Los canadienses comenzaron el año resueltos a alcanzar un mejor estándar de vida. Se propusieron hacer más actividad física, tener una dieta más balanceada y ganar horas de sueño.
Las resoluciones, como pude observar esta semana, fueron implantadas en la agenda pública por los medios de comunicación, sobre la base de estudios y encuestas que muestran que los canadienses están gordos, hacen poco ejercicio y no duermen lo suficiente. Y que si se demoran en modificar sus hábitos sedentarios, no solo comprometerán la expectativa de vida de las nuevas generaciones, sino que destruirán su hasta ahora eficiente sistema público de salud.
Este enero, Canadá adoptará los estándares de actividad física recomendados por la Organización Mundial de la Salud de 150 minutos a la semana para los adultos y de 60 minutos por día para los niños. No son objetivos muy altos - aunque hoy los alcanza solo el 12% de los niños y la mitad de los adultos - pero sí lo suficientemente importantes para combatir 24 enfermedades asociadas al sedentarismo y la obesidad, como la diabetes, hipertensión arterial, afecciones cardíacas y osteoporosis.
Con un 17.2% o 4,6 millones de obesos, Canadá no pareciera tener que preocuparse, como lo debieran estar EEUU, donde la gordura extrema es un problema mayúsculo y en aumento que afecta a un tercio de los niños; Europa, donde aumentó tres veces en las últimas dos décadas; y América Latina, donde gran parte de los 53 millones de obesos pertenece a familias de escasos ingresos, de acuerdo a cifras recientes de la Organización Panamericana de la Salud.
Es que al contrario de lo que se piensa, la gordura ya no es patrimonio de los países desarrollados o de los ricos. Incluso en EEUU, afecta más a los pobres y a las etnias más desventajadas como los afroamericanos y los hispanos, mientras que un 35% de obesos tiene ingresos menores a la línea de la pobreza. Chile es otro claro ejemplo de esta ecuación, ya que la mayoría de niños menores de 6 años con sobrepeso, pertenece a familias de escasos recursos, que consumen menos frutas y verduras, y más harinas y azúcares.

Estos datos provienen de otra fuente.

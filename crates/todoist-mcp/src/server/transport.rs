//! HTTP transport: router, shared state and the REST-style tool routes.
//!
//! Public routes (JSON-RPC, discovery, OAuth, health, SSE, flat tool routes)
//! sit beside a bearer-gated group under `/mcp`.

use std::sync::Arc;
use std::time::Duration;

use axum::{
    Json, Router,
    body::Bytes,
    extract::State,
    middleware,
    response::IntoResponse,
    routing::{get, post},
};
use serde_json::{Value, json};
use tower_http::cors::CorsLayer;
use tower_http::trace::TraceLayer;

use super::oauth::{OAuthStore, gate, handlers};
use super::rpc;
use super::sse::{self, ConnectionTracker};
use crate::config::Config;
use crate::error::ToolError;
use crate::models::{FetchInput, SearchInput};
use crate::tools::{FetchTool, SearchTool, ToolContext, ToolRegistry};

/// Shared state for HTTP handlers.
pub struct HttpState {
    pub tools: ToolRegistry,
    pub ctx: ToolContext,
    pub oauth: OAuthStore,
    /// Public origin used in the discovery document.
    pub issuer_base: Option<String>,
    /// Extra secret required by the gated routes when set.
    pub shared_secret: Option<String>,
    pub ping_interval: Duration,
    pub sse: ConnectionTracker,
}

impl std::fmt::Debug for HttpState {
    fn fmt(&self, f: &mut std::fmt::Formatter<'_>) -> std::fmt::Result {
        f.debug_struct("HttpState")
            .field("tools", &self.tools.len())
            .field("issuer_base", &self.issuer_base)
            .field("shared_secret", &self.shared_secret.as_ref().map(|_| "***"))
            .field("ping_interval", &self.ping_interval)
            .field("sse_active", &self.sse.active())
            .finish_non_exhaustive()
    }
}

/// Create the HTTP router with a fresh credential store.
pub fn create_router(ctx: ToolContext, config: &Config) -> Router {
    router_with_oauth(ctx, config, OAuthStore::new())
}

/// Create the HTTP router around an existing credential store.
pub fn router_with_oauth(ctx: ToolContext, config: &Config, oauth: OAuthStore) -> Router {
    let state = Arc::new(HttpState {
        tools: ToolRegistry::new(),
        ctx,
        oauth,
        issuer_base: config.issuer_base.clone(),
        shared_secret: config.shared_secret.clone(),
        ping_interval: config.sse_ping_interval,
        sse: ConnectionTracker::new(),
    });

    let protected = Router::new()
        .route("/mcp/search", post(handle_mcp_search))
        .route("/mcp/fetch", post(handle_mcp_fetch))
        .route_layer(middleware::from_fn_with_state(state.clone(), gate::require_bearer));

    Router::new()
        .route("/", get(root).post(rpc::handle_rpc))
        .route(
            "/.well-known/oauth-authorization-server",
            get(handlers::handle_auth_server_metadata),
        )
        .route("/oauth/authorize", get(handlers::handle_authorize))
        .route("/oauth/token", post(handlers::handle_token))
        .route("/healthz", get(health_check))
        .route("/ready", get(readiness_check))
        .route("/sse", get(sse::handle_sse).post(sse::handle_sse))
        .route("/sse/", get(sse::handle_sse).post(sse::handle_sse))
        .route("/tools/search", post(handle_search))
        .route("/tools/fetch", post(handle_fetch))
        .merge(protected)
        .layer(CorsLayer::permissive())
        .layer(TraceLayer::new_for_http())
        .with_state(state)
}

async fn root() -> impl IntoResponse {
    Json(json!({ "status": "ok", "mcp": true }))
}

async fn health_check() -> impl IntoResponse {
    Json(json!({ "ok": true }))
}

async fn readiness_check(State(state): State<Arc<HttpState>>) -> impl IntoResponse {
    let (auth_codes, access_tokens) = state.oauth.counts().await;
    Json(json!({
        "status": "ready",
        "service": "todoist-mcp",
        "version": env!("CARGO_PKG_VERSION"),
        "tools": state.tools.len(),
        "sse_connections": state.sse.active(),
        "auth_codes": auth_codes,
        "access_tokens": access_tokens
    }))
}

/// Tool routes take any body; anything that is not a JSON object simply
/// carries no arguments.
fn lenient_args(body: &Bytes) -> Value {
    serde_json::from_slice(body).unwrap_or(Value::Null)
}

async fn run_search(state: &HttpState, body: &Bytes) -> Result<Value, ToolError> {
    let input = SearchInput::from_args(&lenient_args(body));
    let hits = SearchTool::search(&state.ctx, input.require_query()?).await?;
    Ok(serde_json::to_value(hits)?)
}

async fn run_fetch(state: &HttpState, body: &Bytes) -> Result<Value, ToolError> {
    let input = FetchInput::from_args(&lenient_args(body));
    let document = FetchTool::fetch(&state.ctx, input.require_id()?).await?;
    Ok(serde_json::to_value(document)?)
}

/// `POST /tools/search` — `{"results": [...]}`.
async fn handle_search(
    State(state): State<Arc<HttpState>>,
    body: Bytes,
) -> Result<Json<Value>, ToolError> {
    let results = run_search(&state, &body).await?;
    Ok(Json(json!({ "results": results })))
}

/// `POST /tools/fetch` — `{"result": {...}}`.
async fn handle_fetch(
    State(state): State<Arc<HttpState>>,
    body: Bytes,
) -> Result<Json<Value>, ToolError> {
    let result = run_fetch(&state, &body).await?;
    Ok(Json(json!({ "result": result })))
}

/// `POST /mcp/search` — bare array of hits.
async fn handle_mcp_search(
    State(state): State<Arc<HttpState>>,
    body: Bytes,
) -> Result<Json<Value>, ToolError> {
    run_search(&state, &body).await.map(Json)
}

/// `POST /mcp/fetch` — bare task document.
async fn handle_mcp_fetch(
    State(state): State<Arc<HttpState>>,
    body: Bytes,
) -> Result<Json<Value>, ToolError> {
    run_fetch(&state, &body).await.map(Json)
}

Los especialistas calculan que las probabilidades de los pobres a ser más obesos se deben a que solo acceden a 22 tipos de alimentos, carbohidratos en su mayoría; mientras que la dieta de los más ricos está compuesta por 250 clases, con mejor balance entre proteínas y calorías.
Justamente una dieta mejor balanceada, y la falta de ejercicio, aspectos que comprometen la suerte de las nuevas generaciones en América Latina, fue lo que alarmó a la Organización de las Naciones Unidas para la Agricultura y la Alimentación. En 2010 estableció el número de sub nutridos en la región en 52 millones, no tan solo como efecto de la crisis económica, sino también de la obesidad infantil, territorio que Argentina lidera con 7.3% de niños obesos menores de 5 años, Brasil con uno de cada tres entre 5 y 9 años de edad y México con uno de cada cuatro, entre 5 a 11 años.
El problema de la obesidad en la niñez es tan grave que hasta la primera dama estadounidense dejó de preocuparse por las drogas y el tabaco como sus antecesoras. Michelle Obama inició el año pasado la campaña “A Moverse”, que pregona mayor actividad física en las escuelas, y menos gaseosas y golosinas, a cambio de jugos naturales y verduras. Por otro lado, en Australia, la Asociación Nacional de Medicina, convencida de que la mortandad por males relativos a la obesidad superará pronto a la del cigarrillo, propuso la divulgación de publicidad grosera que muestre órganos dañados y gente tomando grasa líquida para disuadir a los niños a abandonar la comida “chatarra” y adoptar nuevos hábitos alimenticios.
Esta demostración de muchos países por atacar el sedentarismo y la obesidad con políticas públicas o con resoluciones sociales al estilo Canadá, bien pueden servir de incentivo para que los gobiernos latinoamericanos, no ajenos a esta epidemia moderna, consideren hacer de la educación alimentaria un tema tan prioritario como la lucha contra el hambre y la pobreza. En definitiva, las dos caras de la misma moneda.